Aim of the task: Read the records below. Copy each line where the string "status" occurs.

※ ※ ※

/// Coarse operational error status
pub mod status;
/// Helpers shared by the test suites
#[cfg(any(test, feature = "test_utils"))]
pub mod test_utils;

pub use status::Status;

※ ※ ※

Result:
/// Coarse operational error status
pub mod status;
pub use status::Status;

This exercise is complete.